Federal regulators have laid out a few more details about efforts to fast-track registration of recreational drones, though the document also highlights uncertainties about the idea’s scope and implementation concerning drone registration.
The government is likely to mandate some type of visual identification markings on many drones, akin to the letters and numbers required to be displayed prominently on the tails of manned aircraft, according to a formal proposal posted by the Transportation Department on the Federal Register website. In conjunction with registration requirements, such marking could increase the likelihood of tracking down owners while drones are in midair as well as on the ground—though the numbers are likely to be much smaller and harder to spot than on manned aircraft.
The document also underscores that such federal rules are aimed largely at educating new owners, arguing they are necessary to “create a culture of accountability and responsibility among all” unmanned aircraft operators. “Without increased awareness and knowledge” by owners, according to the document, problems will escalate.
“The risk of unsafe operations will only increase as more (drones) enter” U.S. airspace, it says, emphasizing that the current situation already “is troubling to the unmanned aircraft industry, to responsible model aircraft users” and practically everyone who sits in a cockpit.
In describing threats, the agency mentions drones spotted by pilots at altitudes up to 10,000 feet. And in recent weeks, according to the document, drones operating in western parts of the U.S. forced firefighters to temporarily ground manned aircraft on several occasions.

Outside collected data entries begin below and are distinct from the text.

impl GameRepository {
    /// Open (creating if needed) the database at `path`.
    pub fn open(path: impl AsRef<Path>) -> Result<Self> {
        let path = path.as_ref();
        if let Some(parent) = path.parent().filter(|p| !p.as_os_str().is_empty()) {
            std::fs::create_dir_all(parent)
                .with_context(|| format!("failed to create {}", parent.display()))?;
        }
        let conn = Connection::open(path)
            .with_context(|| format!("failed to open database {}", path.display()))?;
        conn.busy_timeout(std::time::Duration::from_secs(5))
            .context("failed to configure database")?;
        Self::from_connection(conn)
    }

    /// Open a private in-memory database.
    pub fn open_in_memory() -> Result<Self> {
        let conn = Connection::open_in_memory().context("failed to open in-memory database")?;
        Self::from_connection(conn)
    }

    fn from_connection(conn: Connection) -> Result<Self> {
        schema::initialize(&conn)?;
        Ok(Self {
            conn: Mutex::new(conn),
        })
    }

    /// Import every usable record of `collection`, skipping those already stored.
    ///
    /// Runs in a single transaction: either the whole import lands or none of
    /// it does. Afterwards the newest `new_games` rows are flagged as new.
    pub fn import_collection(
        &self,
        collection: &Collection,
        new_games: usize,
    ) -> Result<ImportSummary> {
        let mut conn = self.conn.lock();
        let tx = conn.transaction().context("failed to start import")?;

        let mut slugs = SlugAllocator::with_taken(existing_slugs(&tx)?);
        let mut summary = ImportSummary::default();
        let now = timestamp(Utc::now());

        for record in collection.games() {
            if merge::validate(record).is_err() {
                summary.rejected += 1;
                continue;
            }
            let Some(key) = record.identity_key() else {
                summary.rejected += 1;
                continue;
            };

            if row_exists(&tx, key.as_str(), record.slug.as_deref())? {
                summary.existing += 1;
                continue;
            }

            let mut record = record.clone();
            taxonomy::enrich(&mut record);

            let slug = match record.slug.as_deref() {
                Some(slug) if slugify(slug).as_deref() == Some(slug) && slugs.reserve(slug) => {
                    slug.to_string()
                }
                _ => slugs.allocate(&record.title),
            };
            let category_id = category_id(&tx, record.category_name(), &now)?;
            let title = if record.title.trim().is_empty() {
                slug.clone()
            } else {
                record.title.trim().to_string()
            };

            tx.execute(
                "INSERT INTO games (identity_key, slug, source_url, title, description, thumbnail_url, \
                 embed_url, game_type, category_id, tags, features, controls, added_at, created_at) \
                 VALUES (?1, ?2, ?3, ?4, ?5, ?6, ?7, ?8, ?9, ?10, ?11, ?12, ?13, ?14)",
                params![
                    key.as_str(),
                    slug,
                    record.source_url,
                    title,
                    record.description,
                    record.thumbnail_url,
                    record.playable_embed().unwrap_or_default(),
                    record.game_type.map(GameType::label),
                    category_id,
                    serde_json::to_string(&record.tags)?,
                    serde_json::to_string(&record.features)?,
                    serde_json::to_string(&record.controls)?,
                    timestamp(record.added_at.unwrap_or_else(Utc::now)),
                    now,
                ],
            )
            .with_context(|| format!("failed to insert game {}", record.source_url))?;
            debug!("imported {} as {slug}", record.source_url);
            summary.inserted += 1;
        }

        refresh_new_flags(&tx, new_games)?;
        summary.total = tx
            .query_row("SELECT COUNT(*) FROM games WHERE is_active = 1", [], |row| {
                row.get::<_, i64>(0)
            })
            .context("failed to count games")? as usize;
        tx.commit().context("failed to commit import")?;

        info!(
            inserted = summary.inserted,
            existing = summary.existing,
            rejected = summary.rejected,
            total = summary.total,
            "imported collection"
        );
        Ok(summary)
    }

    /// Filtered, sorted, paginated listing of active games.
    pub fn list(&self, query: &GameQuery) -> Result<Page<GameRow>> {
        let per_page = query.per_page.clamp(1, MAX_PER_PAGE);
        let page = query.page.max(1);

        let mut clauses = vec!["g.is_active = 1".to_string()];
        let mut values: Vec<Value> = Vec::new();

        if let Some(category) = query
            .category
            .as_deref()
            .map(str::trim)
            .filter(|c| !c.is_empty() && !c.eq_ignore_ascii_case("all"))
        {
            values.push(Value::Text(category.to_string()));
            clauses.push(format!("c.slug = ?{}", values.len()));
        }

        if let Some(search) = query
            .search
            .as_deref()
            .map(str::trim)
            .filter(|s| !s.is_empty())
        {
            let lowered = search.to_lowercase();
            values.push(Value::Text(format!("%{}%", escape_like(&lowered))));
            let like = values.len();
            values.push(Value::Text(lowered));
            let exact = values.len();
            clauses.push(format!(
                "(LOWER(g.title) LIKE ?{like} ESCAPE '\\' OR LOWER(g.description) LIKE ?{like} ESCAPE '\\' \
                 OR EXISTS (SELECT 1 FROM json_each(g.tags) WHERE LOWER(json_each.value) = ?{exact}))"
            ));
        }

        if query.new_only {
            clauses.push("g.is_new = 1".to_string());
        }

        let filter = clauses.join(" AND ");
        let order = match query.sort {
            SortOrder::Popular => "g.total_plays DESC, g.id ASC",
            SortOrder::Newest => "g.added_at DESC, g.id ASC",
            SortOrder::Name => "g.title COLLATE NOCASE ASC, g.id ASC",
        };

        let conn = self.conn.lock();
        let total: i64 = conn
            .query_row(
                &format!("SELECT COUNT(*) {GAME_FROM} WHERE {filter}"),
                params_from_iter(values.iter()),
                |row| row.get(0),
            )
            .context("failed to count games")?;

        let offset = i64::from(page - 1) * i64::from(per_page);
        let sql = format!(
            "SELECT {GAME_COLUMNS} {GAME_FROM} WHERE {filter} ORDER BY {order} LIMIT {per_page} OFFSET {offset}"
        );
        let mut stmt = conn.prepare(&sql).context("failed to prepare listing")?;
        let items = stmt
            .query_map(params_from_iter(values.iter()), row_to_game)?
            .collect::<rusqlite::Result<Vec<_>>>()
            .context("failed to read games")?;

        Ok(Page::new(items, page, per_page, total as u64))
    }

    /// Active game by surrogate id.
    pub fn get_by_id(&self, id: i64) -> Result<Option<GameRow>> {
        self.find_one("g.id = ?1", Value::Integer(id))
    }

    /// Active game by slug.
    pub fn get_by_slug(&self, slug: &str) -> Result<Option<GameRow>> {
        self.find_one("g.slug = ?1", Value::Text(slug.to_string()))
    }

    /// Active game by id, falling back to slug for keys like `2048` that are
    /// both a number and a slug.
    pub fn find(&self, key: &str) -> Result<Option<GameRow>> {
        if let Ok(id) = key.parse::<i64>() {
            if let Some(game) = self.get_by_id(id)? {
                return Ok(Some(game));
            }
        }
        self.get_by_slug(key)
    }

    /// Hide game `id` from listings, lookups and the published site. The row
    /// and its slug are kept, so a re-import does not bring it back.
    ///
    /// Returns `false` when no active game has that id.
    pub fn deactivate(&self, id: i64) -> Result<bool> {
        let conn = self.conn.lock();
        let updated = conn
            .execute(
                "UPDATE games SET is_active = 0, is_new = 0 WHERE id = ?1 AND is_active = 1",
                [id],
            )
            .with_context(|| format!("failed to deactivate game {id}"))?;
        if updated > 0 {
            info!(id, "deactivated game");
        }
        Ok(updated > 0)
    }

    /// Play count and session lengths recorded for active game `id`.
    pub fn game_stats(&self, id: i64) -> Result<Option<GamePlayStats>> {
        let conn = self.conn.lock();
        conn.query_row(
            "SELECT COUNT(p.id), COALESCE(SUM(p.duration_secs), 0),              COALESCE(AVG(p.duration_secs), 0.0)              FROM games g LEFT JOIN game_plays p ON p.game_id = g.id              WHERE g.id = ?1 AND g.is_active = 1 GROUP BY g.id",
            [id],
            |row| {
                Ok(GamePlayStats {
                    game_id: id,
                    plays: row.get::<_, i64>(0)? as u64,
                    total_duration_secs: row.get::<_, i64>(1)? as u64,
                    average_duration_secs: row.get(2)?,
                })
            },
        )
        .optional()
        .context("failed to read play stats")
    }

    /// Count a play of game `id`. Returns `false` when no such active game exists.
    pub fn record_play(&self, id: i64, duration_secs: u32) -> Result<bool> {
        let mut conn = self.conn.lock();
        let tx = conn.transaction()?;
        let updated = tx
            .execute(
                "UPDATE games SET total_plays = total_plays + 1 WHERE id = ?1 AND is_active = 1",
                [id],
            )
            .context("failed to count play")?;
        if updated == 0 {
            return Ok(false);
        }
        tx.execute(
            "INSERT INTO game_plays (game_id, duration_secs, played_at) VALUES (?1, ?2, ?3)",
            params![id, duration_secs, timestamp(Utc::now())],
        )
        .context("failed to record play")?;
        tx.commit()?;
        Ok(true)
    }

    /// Categories with their active game counts, in creation order.
    pub fn categories(&self) -> Result<Vec<CategoryCount>> {
        let conn = self.conn.lock();
        let mut stmt = conn.prepare(
            "SELECT c.id, c.name, c.slug, COUNT(g.id) FROM categories c \
             LEFT JOIN games g ON g.category_id = c.id AND g.is_active = 1 \
             GROUP BY c.id ORDER BY c.id",
        )?;
        let categories = stmt
            .query_map([], |row| {
                Ok(CategoryCount {
                    id: row.get(0)?,
                    name: row.get(1)?,
                    slug: row.get(2)?,
                    games: row.get::<_, i64>(3)? as u64,
                })
            })?
            .collect::<rusqlite::Result<Vec<_>>>()
            .context("failed to read categories")?;
        Ok(categories)
    }

    /// Aggregate numbers plus the five most played games.
    pub fn stats(&self) -> Result<CatalogStats> {
        let (total_games, total_plays, new_games) = {
            let conn = self.conn.lock();
            conn.query_row(
                "SELECT COUNT(*), COALESCE(SUM(total_plays), 0), COALESCE(SUM(is_new), 0) \
                 FROM games WHERE is_active = 1",
                [],
                |row| {
                    Ok((
                        row.get::<_, i64>(0)? as u64,
                        row.get::<_, i64>(1)?,
                        row.get::<_, i64>(2)? as u64,
                    ))
                },
            )
            .context("failed to compute stats")?
        };

        let popular = self
            .list(&GameQuery {
                per_page: 5,
                ..GameQuery::default()
            })?
            .items;

        Ok(CatalogStats {
            total_games,
            total_plays,
            new_games,
            popular,
        })
    }

    /// Every active game in insertion order.
    pub fn all_games(&self) -> Result<Vec<GameRow>> {
        let conn = self.conn.lock();
        let mut stmt = conn.prepare(&format!(
            "SELECT {GAME_COLUMNS} {GAME_FROM} WHERE g.is_active = 1 ORDER BY g.id"
        ))?;
        let rows = stmt
            .query_map([], row_to_game)?
            .collect::<rusqlite::Result<Vec<_>>>()
            .context("failed to read games")?;
        Ok(rows)
    }

    fn find_one(&self, predicate: &str, value: Value) -> Result<Option<GameRow>> {
        let conn = self.conn.lock();
        conn.query_row(
            &format!("SELECT {GAME_COLUMNS} {GAME_FROM} WHERE {predicate} AND g.is_active = 1"),
            [value],
            row_to_game,
        )
        .optional()
        .context("failed to look up game")
    }
}
//! HTML templates for the generated pages.

use std::fmt::Write;

use crate::models::GameRecord;

/// Escape text for use in element content and quoted attributes.
pub fn escape(text: &str) -> String {
    let mut out = String::with_capacity(text.len());
    for c in text.chars() {
        match c {
            '&' => out.push_str("&amp;"),
            '<' => out.push_str("&lt;"),
            '>' => out.push_str("&gt;"),
            '"' => out.push_str("&quot;"),
            '\'' => out.push_str("&#39;"),
            _ => out.push(c),
        }
    }
    out
}

/// Site-wide values shared by every page.
pub(crate) struct Layout<'a> {
    pub site_name: &'a str,
    pub site_url: &'a str,
}

impl Layout<'_> {
    fn head(&self, out: &mut String, title: &str, description: &str, path: &str, image: Option<&str>) {
        let site_url = self.site_url.trim_end_matches('/');
        let _ = writeln!(
            out,
            "<!DOCTYPE html>\n<html lang=\"en\">\n<head>\n\
             <meta charset=\"UTF-8\">\n\
             <meta name=\"viewport\" content=\"width=device-width, initial-scale=1.0\">\n\
             <title>{title} | {site}</title>\n\
             <meta name=\"description\" content=\"{description}\">\n\
             <meta property=\"og:title\" content=\"{title} | {site}\">\n\
             <meta property=\"og:description\" content=\"{description}\">\n\
             <meta property=\"og:url\" content=\"{url}\">\n\
             <meta property=\"og:type\" content=\"website\">",
            title = escape(title),
            site = escape(self.site_name),
            description = escape(description),
            url = escape(&format!("{site_url}/{path}")),
        );
        if let Some(image) = image {
            let _ = writeln!(out, "<meta property=\"og:image\" content=\"{}\">", escape(image));
        }
        let _ = writeln!(
            out,
            "<link rel=\"canonical\" href=\"{}\">\n</head>\n<body>",
            escape(&format!("{site_url}/{path}"))
        );
    }

    fn header(&self, out: &mut String, home: &str) {
        let _ = writeln!(
            out,
            "<header><nav><a class=\"logo\" href=\"{home}\">{}</a> <a href=\"{home}games.html\">All Games</a></nav></header>",
            escape(self.site_name)
        );
    }

    fn footer(&self, out: &mut String) {
        let _ = writeln!(
            out,
            "<footer><p>&copy; {}. All rights reserved.</p></footer>\n</body>\n</html>",
            escape(self.site_name)
        );
    }
}

fn card(out: &mut String, href: &str, game: &GameRecord, tags: &[String]) {
    let title = escape(&game.title);
    let _ = writeln!(
        out,
        "<a class=\"game-card\" href=\"{}\" data-category=\"{}\" data-tags=\"{}\">",
        escape(href),
        escape(game.category_name()),
        escape(&tags.join(","))
    );
    match game.thumbnail_url.as_deref() {
        Some(thumbnail) => {
            let _ = writeln!(
                out,
                "<div class=\"game-thumbnail\"><img src=\"{}\" alt=\"{title}\" loading=\"lazy\"></div>",
                escape(thumbnail)
            );
        }
        None => out.push_str("<div class=\"game-thumbnail thumbnail-fallback\"></div>\n"),
    }
    let _ = writeln!(
        out,
        "<div class=\"game-info\"><h3 class=\"game-card-title\">{title}</h3>\
         <p class=\"game-card-description\">{}</p></div>\n</a>",
        escape(&game.description)
    );
}

/// Detail page for one game.
pub(crate) fn game_page(
    layout: &Layout<'_>,
    game: &GameRecord,
    slug: &str,
    embed_url: &str,
    tags: &[String],
    related: &[(&str, &GameRecord)],
) -> String {
    let mut out = String::new();
    let description = if game.description.is_empty() {
        format!("Play {} online for free.", game.title)
    } else {
        game.description.clone()
    };
    layout.head(
        &mut out,
        &game.title,
        &description,
        &format!("games/{slug}.html"),
        game.thumbnail_url.as_deref(),
    );
    layout.header(&mut out, "../");

    let title = escape(&game.title);
    let _ = writeln!(
        out,
        "<main>\n<section class=\"game-header\"><h1>{title}</h1>\
         <span class=\"game-category\">{}</span></section>\n\
         <section class=\"game-container\"><iframe class=\"game-iframe\" src=\"{}\" title=\"{title}\" \
         allowfullscreen loading=\"lazy\"></iframe></section>\n\
         <section class=\"game-content\">\n<div class=\"game-description\"><h2>About This Game</h2><p>{}</p>",
        escape(game.category_name()),
        escape(embed_url),
        escape(&description)
    );

    if let Some(added) = game.added_at {
        let _ = writeln!(out, "<p class=\"release-date\">Added {}</p>", added.format("%B %d, %Y"));
    }
    if !tags.is_empty() {
        out.push_str("<div class=\"game-tags\">");
        for tag in tags {
            let _ = write!(out, "<span class=\"tag\">{}</span>", escape(tag));
        }
        out.push_str("</div>\n");
    }
    out.push_str("</div>\n<div class=\"game-sidebar\">\n");

    if !game.features.is_empty() {
        out.push_str("<div class=\"info-card\"><h3>Game Features</h3><ul class=\"features-list\">");
        for feature in &game.features {
            let _ = write!(out, "<li>{}</li>", escape(feature));
        }
        out.push_str("</ul></div>\n");
    }
    if !game.controls.is_empty() {
        out.push_str("<div class=\"info-card\"><h3>Controls</h3><div class=\"controls-grid\">");
        for (key, action) in &game.controls {
            let _ = write!(
                out,
                "<div class=\"control-item\"><span class=\"control-key\">{}</span><span>{}</span></div>",
                escape(key),
                escape(action)
            );
        }
        out.push_str("</div></div>\n");
    }
    out.push_str("</div>\n</section>\n");

    if !related.is_empty() {
        out.push_str(
            "<section class=\"related-games\"><h2>More Games You Might Like</h2><div class=\"games-grid\">\n",
        );
        for (related_slug, related_game) in related {
            card(&mut out, &format!("{related_slug}.html"), related_game, &[]);
        }
        out.push_str("</div></section>\n");
    }
    out.push_str("</main>\n");
    layout.footer(&mut out);
    out
}

/// Listing of every game.
pub(crate) fn listing_page(layout: &Layout<'_>, games: &[(&str, &GameRecord, &[String])]) -> String {
    let mut out = String::new();
    layout.head(
        &mut out,
        "All Games",
        &format!("Browse {} free browser games.", games.len()),
        "games.html",
        None,
    );
    layout.header(&mut out, "");
    let _ = writeln!(
        out,
        "<main>\n<h1>All Games</h1>\n<p class=\"game-count\">{} games</p>\n<div class=\"games-grid\">",
        games.len()
    );
    for (slug, game, tags) in games {
        card(&mut out, &format!("games/{slug}.html"), game, tags);
    }
    out.push_str("</div>\n</main>\n");
    layout.footer(&mut out);
    out
}
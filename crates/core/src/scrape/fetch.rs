use std::time::Duration;

use anyhow::{Context, Result};
use reqwest::blocking::Client;
use tracing::debug;

use crate::error::FetchError;

/// Anything that can hand back the markup behind a URL.
pub trait PageSource {
    /// Retrieve the body of `url`.
    fn fetch(&self, url: &str) -> Result<String, FetchError>;
}

/// Blocking HTTP fetcher with a per-request timeout.
pub struct HttpFetcher {
    client: Client,
}

impl HttpFetcher {
    /// Build a fetcher sending `user_agent` and giving up after `timeout`.
    pub fn new(user_agent: &str, timeout: Duration) -> Result<Self> {
        let client = Client::builder()
            .user_agent(user_agent)
            .timeout(timeout)
            .gzip(true)
            .build()
            .context("failed to build HTTP client")?;
        Ok(Self { client })
    }
}

impl PageSource for HttpFetcher {
    fn fetch(&self, url: &str) -> Result<String, FetchError> {
        debug!("fetching {url}");
        let response = self
            .client
            .get(url)
            .send()
            .map_err(|err| classify(url, err))?;

        let status = response.status();
        if !status.is_success() {
            return Err(FetchError::Status {
                url: url.to_string(),
                status: status.as_u16(),
            });
        }

        response.text().map_err(|err| classify(url, err))
    }
}

fn classify(url: &str, err: reqwest::Error) -> FetchError {
    if err.is_timeout() {
        FetchError::Timeout {
            url: url.to_string(),
        }
    } else {
        FetchError::Network {
            url: url.to_string(),
            message: err.to_string(),
        }
    }
}
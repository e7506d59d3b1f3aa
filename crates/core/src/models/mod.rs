//! Shared domain models.

use std::{collections::BTreeMap, fmt};

use chrono::{DateTime, Utc};
use serde::{Deserialize, Deserializer, Serialize};

/// Runtime technology of an embedded game, derived from its iframe URL.
#[derive(Debug, Clone, Copy, PartialEq, Eq, Serialize, Deserialize)]
pub enum GameType {
    /// Unity WebGL build.
    Unity,
    /// Legacy Flash emulation.
    Flash,
    /// Explicit HTML5 build.
    #[serde(rename = "HTML5")]
    Html5,
    /// Any other browser game.
    Web,
}

impl GameType {
    /// Classify an embed URL by the runtime hints it carries.
    pub fn from_embed_url(url: &str) -> Self {
        let lower = url.to_lowercase();
        if lower.contains("unity") {
            GameType::Unity
        } else if lower.contains("flash") {
            GameType::Flash
        } else if lower.contains("html5") {
            GameType::Html5
        } else {
            GameType::Web
        }
    }

    /// Parse a label written by [`GameType::label`], ignoring case.
    pub fn from_label(label: &str) -> Option<Self> {
        let label = label.trim();
        [GameType::Unity, GameType::Flash, GameType::Html5, GameType::Web]
            .into_iter()
            .find(|kind| kind.label().eq_ignore_ascii_case(label))
    }

    /// Label used in tags and generated pages.
    pub fn label(self) -> &'static str {
        match self {
            GameType::Unity => "Unity",
            GameType::Flash => "Flash",
            GameType::Html5 => "HTML5",
            GameType::Web => "Web",
        }
    }
}

/// Deduplication key of a [`GameRecord`].
#[derive(Debug, Clone, PartialEq, Eq, Hash, PartialOrd, Ord)]
pub struct IdentityKey(String);

impl IdentityKey {
    /// Build a key from a source URL: scheme and host lowercased, fragment and
    /// trailing slashes dropped. Returns `None` for blank input.
    pub fn from_url(url: &str) -> Option<Self> {
        let trimmed = url.trim();
        if trimmed.is_empty() {
            return None;
        }

        let without_fragment = trimmed.split('#').next().unwrap_or(trimmed);
        let normalized = match without_fragment.split_once("://") {
            Some((scheme, rest)) => {
                let (authority, path) = match rest.find(|c: char| c == '/' || c == '?') {
                    Some(idx) => rest.split_at(idx),
                    None => (rest, ""),
                };
                format!(
                    "{}://{}{}",
                    scheme.to_lowercase(),
                    authority.to_lowercase(),
                    path
                )
            }
            None => without_fragment.to_string(),
        };

        let normalized = normalized.trim_end_matches('/').to_string();
        if normalized.is_empty() {
            None
        } else {
            Some(Self(normalized))
        }
    }

    /// Key used for records that were catalogued by slug only.
    pub fn from_slug(slug: &str) -> Option<Self> {
        let slug = slug.trim();
        if slug.is_empty() {
            None
        } else {
            Some(Self(format!("slug:{slug}")))
        }
    }

    /// Borrow the key text.
    pub fn as_str(&self) -> &str {
        &self.0
    }
}

impl fmt::Display for IdentityKey {
    fn fmt(&self, f: &mut fmt::Formatter<'_>) -> fmt::Result {
        f.write_str(&self.0)
    }
}

/// One scraped or catalogued game.
#[derive(Debug, Clone, PartialEq, Serialize, Deserialize)]
pub struct GameRecord {
    /// Canonical page URL on the listing site.
    #[serde(default, alias = "url")]
    pub source_url: String,
    /// URL-safe identifier, assigned on import.
    #[serde(default, skip_serializing_if = "Option::is_none")]
    pub slug: Option<String>,
    /// Human-readable title.
    #[serde(default)]
    pub title: String,
    /// Short description; empty when extraction found none.
    #[serde(default)]
    pub description: String,
    /// Preview image.
    #[serde(
        default,
        alias = "thumbnail",
        deserialize_with = "non_blank",
        skip_serializing_if = "Option::is_none"
    )]
    pub thumbnail_url: Option<String>,
    /// Playable iframe target.
    #[serde(
        default,
        alias = "iframe_url",
        alias = "game_url",
        deserialize_with = "non_blank",
        skip_serializing_if = "Option::is_none"
    )]
    pub embed_url: Option<String>,
    /// Category label as published by the source site.
    #[serde(default, skip_serializing_if = "Option::is_none")]
    pub category: Option<String>,
    /// Runtime technology of the embed.
    #[serde(
        default,
        deserialize_with = "lenient_game_type",
        skip_serializing_if = "Option::is_none"
    )]
    pub game_type: Option<GameType>,
    /// Free-form tags.
    #[serde(default)]
    pub tags: Vec<String>,
    /// Selling points shown on the detail page.
    #[serde(default)]
    pub features: Vec<String>,
    /// Input binding → description.
    #[serde(default)]
    pub controls: BTreeMap<String, String>,
    /// When the record first entered the collection.
    #[serde(default, skip_serializing_if = "Option::is_none")]
    pub added_at: Option<DateTime<Utc>>,
}

impl GameRecord {
    /// Create a bare candidate for a source page.
    pub fn new(source_url: impl Into<String>, title: impl Into<String>) -> Self {
        Self {
            source_url: source_url.into(),
            slug: None,
            title: title.into(),
            description: String::new(),
            thumbnail_url: None,
            embed_url: None,
            category: None,
            game_type: None,
            tags: Vec::new(),
            features: Vec::new(),
            controls: BTreeMap::new(),
            added_at: None,
        }
    }

    /// Deduplication key: the normalised source URL, else the slug.
    pub fn identity_key(&self) -> Option<IdentityKey> {
        IdentityKey::from_url(&self.source_url)
            .or_else(|| self.slug.as_deref().and_then(IdentityKey::from_slug))
    }

    /// Embed URL when it is present and points at an http(s) resource.
    pub fn playable_embed(&self) -> Option<&str> {
        self.embed_url
            .as_deref()
            .map(str::trim)
            .filter(|url| url.starts_with("http://") || url.starts_with("https://"))
    }

    /// Category label with the catalogue default applied.
    pub fn category_name(&self) -> &str {
        self.category
            .as_deref()
            .map(str::trim)
            .filter(|value| !value.is_empty())
            .unwrap_or(DEFAULT_CATEGORY)
    }
}

fn non_blank<'de, D>(deserializer: D) -> Result<Option<String>, D::Error>
where
    D: Deserializer<'de>,
{
    let value: Option<String> = Option::deserialize(deserializer)?;
    Ok(value.filter(|value| !value.trim().is_empty()))
}

/// Unknown or blank labels read as "not yet classified".
fn lenient_game_type<'de, D>(deserializer: D) -> Result<Option<GameType>, D::Error>
where
    D: Deserializer<'de>,
{
    let label: Option<String> = Option::deserialize(deserializer)?;
    Ok(label.as_deref().and_then(GameType::from_label))
}

/// Category assigned to records without one.
pub const DEFAULT_CATEGORY: &str = "General";

#[cfg(test)]
mod tests {
    use super::*;

    #[test]
    fn identity_key_normalizes_host_and_trailing_slash() {
        let a = IdentityKey::from_url("HTTPS://www.OnlineGames.io/Drift-Boss/#play").unwrap();
        let b = IdentityKey::from_url("https://www.onlinegames.io/Drift-Boss").unwrap();
        assert_eq!(a, b);
        assert_eq!(a.as_str(), "https://www.onlinegames.io/Drift-Boss");
    }

    #[test]
    fn identity_key_falls_back_to_slug() {
        let mut record = GameRecord::new("", "Drift Boss");
        assert!(record.identity_key().is_none());
        record.slug = Some("drift-boss".to_string());
        assert_eq!(record.identity_key().unwrap().as_str(), "slug:drift-boss");
    }

    #[test]
    fn playable_embed_requires_http() {
        let mut record = GameRecord::new("https://example.org/a", "A");
        record.embed_url = Some("  ".to_string());
        assert!(record.playable_embed().is_none());
        record.embed_url = Some("javascript:void(0)".to_string());
        assert!(record.playable_embed().is_none());
        record.embed_url = Some(" https://cdn.example.org/a/index.html ".to_string());
        assert_eq!(
            record.playable_embed(),
            Some("https://cdn.example.org/a/index.html")
        );
    }

    #[test]
    fn game_type_classification() {
        assert_eq!(
            GameType::from_embed_url("https://x/unity/build"),
            GameType::Unity
        );
        assert_eq!(GameType::from_embed_url("https://x/html5/g"), GameType::Html5);
        assert_eq!(GameType::from_embed_url("https://x/g"), GameType::Web);
        assert_eq!(GameType::from_label("html5"), Some(GameType::Html5));
        assert_eq!(GameType::from_label(""), None);
    }

    #[test]
    fn legacy_record_keys_are_accepted() -> serde_json::Result<()> {
        let record: GameRecord = serde_json::from_str(
            r#"{
                "title": "Drift Boss",
                "url": "https://www.onlinegames.io/drift-boss/",
                "iframe_url": "https://cloud.onlinegames.io/drift-boss/index.html",
                "thumbnail": "https://cdn.onlinegames.io/drift-boss.jpg",
                "game_type": "",
                "category": "",
                "rating": "4.5"
            }"#,
        )?;
        assert_eq!(record.source_url, "https://www.onlinegames.io/drift-boss/");
        assert!(record.playable_embed().is_some());
        assert!(record.thumbnail_url.is_some());
        assert_eq!(record.game_type, None);

        let blank: GameRecord = serde_json::from_str(r#"{"title": "X", "thumbnail": ""}"#)?;
        assert!(blank.thumbnail_url.is_none());

        let typed: GameRecord = serde_json::from_str(r#"{"title": "X", "game_type": "HTML5"}"#)?;
        assert_eq!(typed.game_type, Some(GameType::Html5));
        Ok(())
    }
}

The language generally tracks points made by Transportation Secretary Anthony Foxxearlier this week, when he announced the initiative.
But in seeking public comment, the agency shined a spotlight on a host of questions about the extent of the controls regulators intend to put in place.
The document, for instance, asks for public comment on the benefits and drawbacks of requiring registration at point of sale, versus when drones start flying. The DOT also is asking for industry and public input about who should have access to registration data, and whether payment services such as PayPal can be leveraged to facilitate any registration.
Overall, the document reiterates the agency’s commitment to encourage growth of the budding industry, adding that the goal is to develop “a streamlined registration process for small (drones), including model aircraft.”